Why does it take more euros to buy dollars this year than it did last year? Currencies, just like stocks or metals are powered by the forces of supply and demand. Foreign exchange rates are influenced by internal and external factors. In general, when demand increases for a currency, it's value will rise against other currencies; conversely, when demand decreases, it's value will go down against other currencies. One result of a stronger dollar is that the prices of foreign goods and services drop for U.S. consumers which they can benefit from but U.S. exporters are hurt.
Stock traders buy, hold or sell stocks to gain profits, similarly, currency traders buy, hold or sell currency pairs to make profits from rising or falling currency pair exchange rates!
What Factors Affect a Country's Currency Rate?
A country's exchange rate is typically affected by the supply and demand for that country's currency in international exchange markets. If a country's economic outlook improves, there will be a surge of interest and international investors will move money into the economy and thus drive up the value of its currency.
Because of this, currency traders pay close attention to indicators that follow the health of an economy. Therefore, currency traders pay close attention to major indicators such as Gross Domestic Product (GDP), Interest Rates and Unemployment Rate.

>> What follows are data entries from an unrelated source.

//! # Configuration
//!
//! TOML-based configuration for the gateway: server binding, the dispatch
//! core's routing and failover knobs, the optional shared store, and the
//! instance and route definitions the registry loads at startup.
//!
//! `${VAR}` references in secret fields (provider API keys, the store URL)
//! are expanded from the process environment at load time.
//!
//! ## Example
//!
//! ```toml
//! [server]
//! host = "0.0.0.0"
//! port = 8080
//! timeout = "60s"
//!
//! [routing]
//! routing_strategy = "least-latency"
//! enable_failover = true
//! instance_retry_attempts = 2
//! failover_timeout_multiple = 1.5
//! health_check_interval = "30s"
//! latency_window = "5m"
//! max_samples = 1000
//!
//! [routing.fallback_map]
//! "gpt-4o" = "claude-sonnet"
//!
//! [store]
//! url = "${RELAY_REDIS_URL}"
//!
//! [[instances]]
//! id = "openai-gpt4o-a"
//! model = "gpt-4o"
//! provider_model = "gpt-4o"
//! priority = 100
//! timeout = "30s"
//!
//! [instances.provider]
//! kind = "openai"
//! api_key = "${OPENAI_API_KEY}"
//!
//! [[routes]]
//! slug = "balanced"
//! strategy = "weighted-round-robin"
//! fallback_models = ["gpt-4o"]
//!
//! [[routes.models]]
//! name = "gpt-4o"
//! weight = 70
//!
//! [[routes.models]]
//! name = "claude-sonnet"
//! weight = 30
//! ```

use relay_dispatch::common::{duration_serde, expand_env};
use relay_dispatch::manager::ManagerConfig;
use relay_dispatch::registry::InstanceConfig;
use relay_dispatch::route::RouteConfig;
use serde::{Deserialize, Serialize};
use std::collections::HashSet;
use std::time::Duration;

#[derive(Debug, Clone, Serialize, Deserialize)]
pub struct Config {
    pub server: ServerConfig,
    #[serde(default)]
    pub routing: ManagerConfig,
    #[serde(default)]
    pub store: StoreConfig,
    #[serde(default)]
    pub instances: Vec<InstanceConfig>,
    #[serde(default)]
    pub routes: Vec<RouteConfig>,
}

#[derive(Debug, Clone, Serialize, Deserialize)]
pub struct ServerConfig {
    #[serde(default = "default_host")]
    pub host: String,
    #[serde(default = "default_port")]
    pub port: u16,
    /// Whole-request timeout applied by the HTTP layer
    #[serde(with = "duration_serde", default = "default_server_timeout")]
    pub timeout: Duration,
}

impl Default for ServerConfig {
    fn default() -> Self {
        Self {
            host: default_host(),
            port: default_port(),
            timeout: default_server_timeout(),
        }
    }
}

fn default_host() -> String {
    "127.0.0.1".to_string()
}

fn default_port() -> u16 {
    8080
}

fn default_server_timeout() -> Duration {
    Duration::from_secs(120)
}

/// Shared KV store; absent URL means in-memory only.
#[derive(Debug, Clone, Serialize, Deserialize, Default)]
pub struct StoreConfig {
    #[serde(default)]
    pub url: Option<String>,
}

impl Config {
    pub fn load(path: &str) -> anyhow::Result<Self> {
        let content = std::fs::read_to_string(path)?;
        let mut config: Config = toml::from_str(&content)?;
        config.expand_secrets();
        config.validate()?;
        Ok(config)
    }

    /// `${VAR}` expansion on secret-bearing fields.
    fn expand_secrets(&mut self) {
        for instance in &mut self.instances {
            instance.provider.api_key = expand_env(&instance.provider.api_key);
        }
        if let Some(url) = &self.store.url {
            self.store.url = Some(expand_env(url));
        }
    }

    pub fn validate(&self) -> anyhow::Result<()> {
        if self.server.port == 0 {
            anyhow::bail!("server.port must be set");
        }

        let mut ids = HashSet::new();
        let mut models = HashSet::new();
        for instance in &self.instances {
            if instance.id.is_empty() {
                anyhow::bail!("instance id must not be empty");
            }
            if !ids.insert(&instance.id) {
                anyhow::bail!("duplicate instance id: {}", instance.id);
            }
            models.insert(instance.model.as_str());
        }

        let mut slugs = HashSet::new();
        for route in &self.routes {
            if models.contains(route.slug.as_str()) {
                anyhow::bail!("route slug collides with configured model: {}", route.slug);
            }
            if !slugs.insert(route.slug.as_str()) {
                anyhow::bail!("duplicate route slug: {}", route.slug);
            }
            if route.models.is_empty() {
                anyhow::bail!("route has no member models: {}", route.slug);
            }
        }

        Ok(())
    }
}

Three Major Indicators That Affect a Country's Currency Rate
Interest Rates
Hikes in interest rates will support a country's currency because "big" money will flow into the country from all over the globe as investors seek to achieve higher returns, long term currency traders can profit from this fact by buying a high-yielding currency against a low-yielding one, better known as the carry trade. For example the NZD/JPY currency cross pair is very attractive to carry traders. As a general rule, higher interest rates lead to higher currency prices.
Economic Growth
Investors want to be sure that they are investing in a solid economy that is achieving steady growth because countries that tend to export more than they import tend to have stronger currencies than countries that import more than they export. Currency traders looking to assess the economic growth of a country will look at unemployment, trade, and GDP data. For example, the unemployment rate is a very strong economic indicator of a country’s strength or weakness. When unemployment is low, the economy may be strong – and its currency may appreciate in value.
Key Political Events
Along with interest rates and economic fundamentals, the currency market is directly affected by what is going on around the globe and therefore, forex traders will closely watch any major news that comes out of a country. Key political events can have a big impact on an economy and the value of its respective currency. For example, a treat of terrorism will have a negative impact on a country's currency.
Some examples
If the FED surprises the market by decreasing the interest rate by 50 bp, the dollar is very likely to fall.
If oil prices surge to new highs, the canadian dollar is most likely to rise because it's 81% positive correlation to oil over the past years.
A decrease in unemployment numbers in the US will have have positive affect on the US dollar.
Summary
Analyzing and trading currencies based on macro economical facts only can be great for the long term currency investor, an Economic Data Release Calendar provides the date and time of such key economic data releases, but if you are short term fx trader, you can’t rely on macro economical forecasts only, if you really want to succeed as a forex day trader, you need to gain experience in both technical and fundamental analysis to beat the currency market.